## About this exercise
Look in the material below for the line with "Discord REST API." and the line with "a bad record.", then set down exactly those two lines and all lines between, nothing more.

## Record excerpts

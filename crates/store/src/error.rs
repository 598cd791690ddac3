use thiserror::Error;

/// Errors raised by the settings store. Absence of a record is never an error.
#[derive(Debug, Error)]
pub enum Error {
    #[error("storage unavailable: {0}")]
    Storage(#[from] std::io::Error),

    #[error("corrupt settings record '{key}': {source}")]
    Decode {
        key: String,
        #[source]
        source: serde_json::Error,
    },

    #[error("failed to encode settings: {0}")]
    Encode(#[source] serde_json::Error),

    #[error("{0}")]
    Message(String),
}

impl Error {
    #[must_use]
    pub fn message(msg: impl Into<String>) -> Self {
        Self::Message(msg.into())
    }
}

pub type Result<T> = std::result::Result<T, Error>;
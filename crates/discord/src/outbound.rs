use std::sync::Arc;

use {
    async_trait::async_trait,
    serenity::{
        all::{
            ChannelId, CreateAllowedMentions, CreateEmbed, CreateMessage, GuildId, RoleId,
            Timestamp,
        },
        http::{Http, HttpError},
    },
    tracing::debug,
};

use appmonitor_dispatch::{NotificationRequest, Notifier, NotifyError};

// ── Discord JSON error codes ─────────────────────────────────────────

const UNKNOWN_CHANNEL: isize = 10003;
const UNKNOWN_ROLE: isize = 10011;
const MISSING_ACCESS: isize = 50001;
const MISSING_PERMISSIONS: isize = 50013;

/// Posts notifications through the Discord REST API.
pub struct DiscordNotifier {
    http: Arc<Http>,
}

impl DiscordNotifier {
    pub fn new(http: Arc<Http>) -> Self {
        Self { http }
    }
}

#[async_trait]
impl Notifier for DiscordNotifier {
    async fn send(&self, request: &NotificationRequest) -> Result<(), NotifyError> {
        // Serenity ids are non-zero; a zero id can only come from a bad record.
        if request.channel_id.get() == 0 || request.guild_id.get() == 0 {
            return Err(NotifyError::ChannelNotFound);
        }
        if request.mention_role_id.get() == 0 {
            return Err(NotifyError::RoleNotFound);
        }
        let channel_id = ChannelId::new(request.channel_id.get());
        let role_id = RoleId::new(request.mention_role_id.get());

        let roles = self
            .http
            .get_guild_roles(GuildId::new(request.guild_id.get()))
            .await
            .map_err(|e| classify_error(&e))?;
        ensure_role_exists(roles.iter().map(|role| role.id), role_id)?;

        let message = CreateMessage::new()
            .content(&request.content)
            .embed(build_embed(request))
            .allowed_mentions(CreateAllowedMentions::new().roles(vec![role_id]));

        let sent = channel_id
            .send_message(&self.http, message)
            .await
            .map_err(|e| classify_error(&e))?;
        debug!(
            guild_id = %request.guild_id,
            %channel_id,
            message_id = %sent.id,
            "discord notification posted"
        );
        Ok(())
    }
}

/// Discord posts a mention of a deleted role without complaint, so the
/// target is checked against the guild's current roles first.
fn ensure_role_exists(
    roles: impl IntoIterator<Item = RoleId>,
    role_id: RoleId,
) -> Result<(), NotifyError> {
    if roles.into_iter().any(|id| id == role_id) {
        Ok(())
    } else {
        Err(NotifyError::RoleNotFound)
    }
}

fn build_embed(request: &NotificationRequest) -> CreateEmbed {
    let mut embed = CreateEmbed::new()
        .title(&request.title)
        .description(&request.body)
        .color(request.color);
    for field in &request.fields {
        embed = embed.field(&field.name, &field.value, true);
    }
    if let Some(url) = &request.thumbnail_url {
        embed = embed.thumbnail(url);
    }
    if let Ok(timestamp) = Timestamp::from_unix_timestamp(request.timestamp.unix_timestamp()) {
        embed = embed.timestamp(timestamp);
    }
    embed
}

fn classify_error(err: &serenity::Error) -> NotifyError {
    match err {
        serenity::Error::Http(http_err) => classify_http_error(http_err),
        other => NotifyError::TransientFailure(other.to_string()),
    }
}

fn classify_http_error(err: &HttpError) -> NotifyError {
    match err {
        HttpError::UnsuccessfulRequest(response) => classify_response(
            response.status_code.as_u16(),
            response.error.code,
            &response.error.message,
        ),
        other => NotifyError::TransientFailure(other.to_string()),
    }
}

/// Map a failed REST response to a delivery error.
pub fn classify_response(status: u16, code: isize, message: &str) -> NotifyError {
    match (status, code) {
        (_, MISSING_ACCESS | MISSING_PERMISSIONS) | (403, _) => NotifyError::PermissionDenied,
        (_, UNKNOWN_CHANNEL) => NotifyError::ChannelNotFound,
        (_, UNKNOWN_ROLE) => NotifyError::RoleNotFound,
        (404, _) => NotifyError::ChannelNotFound,
        _ => NotifyError::TransientFailure(format!("HTTP {status} (code {code}): {message}")),
    }
}

#[cfg(test)]
mod tests {
    use {
        super::*,
        appmonitor_dispatch::{Applicant, ApplicationEvent, UserId},
        appmonitor_store::{ChannelId as CfgChannelId, GuildId, RoleId as CfgRoleId},
        time::macros::datetime,
    };

    fn request(avatar: Option<&str>) -> NotificationRequest {
        let event = ApplicationEvent::submitted(
            GuildId(1),
            Applicant {
                user_id: UserId(7),
                display_name: "Linus".into(),
                tag: "linus".into(),
                avatar_url: avatar.map(String::from),
                account_created: Some(datetime!(2018-01-01 00:00 UTC)),
                joined_at: Some(datetime!(2026-10-16 09:30 UTC)),
            },
            datetime!(2026-10-16 09:30 UTC),
        );
        NotificationRequest::build(&event, CfgChannelId(10), CfgRoleId(20))
    }

    #[test]
    fn forbidden_maps_to_permission_denied() {
        assert_eq!(
            classify_response(403, MISSING_PERMISSIONS, "Missing Permissions"),
            NotifyError::PermissionDenied
        );
        assert_eq!(
            classify_response(403, 0, "Forbidden"),
            NotifyError::PermissionDenied
        );
        assert_eq!(
            classify_response(400, MISSING_ACCESS, "Missing Access"),
            NotifyError::PermissionDenied
        );
    }

    #[test]
    fn unknown_entities_map_to_not_found() {
        assert_eq!(
            classify_response(404, UNKNOWN_CHANNEL, "Unknown Channel"),
            NotifyError::ChannelNotFound
        );
        assert_eq!(
            classify_response(404, UNKNOWN_ROLE, "Unknown Role"),
            NotifyError::RoleNotFound
        );
        assert_eq!(
            classify_response(404, 0, "Not Found"),
            NotifyError::ChannelNotFound
        );
    }

    #[test]
    fn configured_role_must_still_exist() {
        let roles = [RoleId::new(1), RoleId::new(20), RoleId::new(300)];
        assert_eq!(ensure_role_exists(roles, RoleId::new(20)), Ok(()));
        assert_eq!(
            ensure_role_exists(roles, RoleId::new(21)),
            Err(NotifyError::RoleNotFound)
        );
    }

    #[test]
    fn empty_role_list_rejects_mention() {
        assert_eq!(
            ensure_role_exists(Vec::new(), RoleId::new(20)),
            Err(NotifyError::RoleNotFound)
        );
    }

    #[test]
    fn server_errors_are_transient() {
        let err = classify_response(502, 0, "Bad Gateway");
        assert!(err.is_transient());
        assert!(err.to_string().contains("HTTP 502"));
        assert!(classify_response(429, 0, "rate limited").is_transient());
    }

    #[test]
    fn embed_carries_request_fields() {
        let req = request(Some("https://cdn.example/a.png"));
        let json = serde_json::to_value(build_embed(&req))
            .unwrap_or_else(|e| panic!("failed to serialize embed: {e}"));
        assert_eq!(json["title"], "New Membership Application");
        assert_eq!(json["description"], req.body.as_str());
        assert_eq!(json["color"], 0x3498DB);
        assert_eq!(json["thumbnail"]["url"], "https://cdn.example/a.png");
        let fields = json["fields"]
            .as_array()
            .unwrap_or_else(|| panic!("fields missing"));
        assert_eq!(fields.len(), 3);
        assert_eq!(fields[0]["name"], "User");
        assert_eq!(fields[0]["inline"], true);
        assert!(json["timestamp"].is_string());
    }

    #[test]
    fn embed_without_avatar_has_no_thumbnail() {
        let json = serde_json::to_value(build_embed(&request(None)))
            .unwrap_or_else(|e| panic!("failed to serialize embed: {e}"));
        assert!(json.get("thumbnail").is_none_or(serde_json::Value::is_null));
    }
}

## Answer space
/// Posts notifications through the Discord REST API.
pub struct DiscordNotifier {
    http: Arc<Http>,
}

impl DiscordNotifier {
    pub fn new(http: Arc<Http>) -> Self {
        Self { http }
    }
}

#[async_trait]
impl Notifier for DiscordNotifier {
    async fn send(&self, request: &NotificationRequest) -> Result<(), NotifyError> {
        // Serenity ids are non-zero; a zero id can only come from a bad record.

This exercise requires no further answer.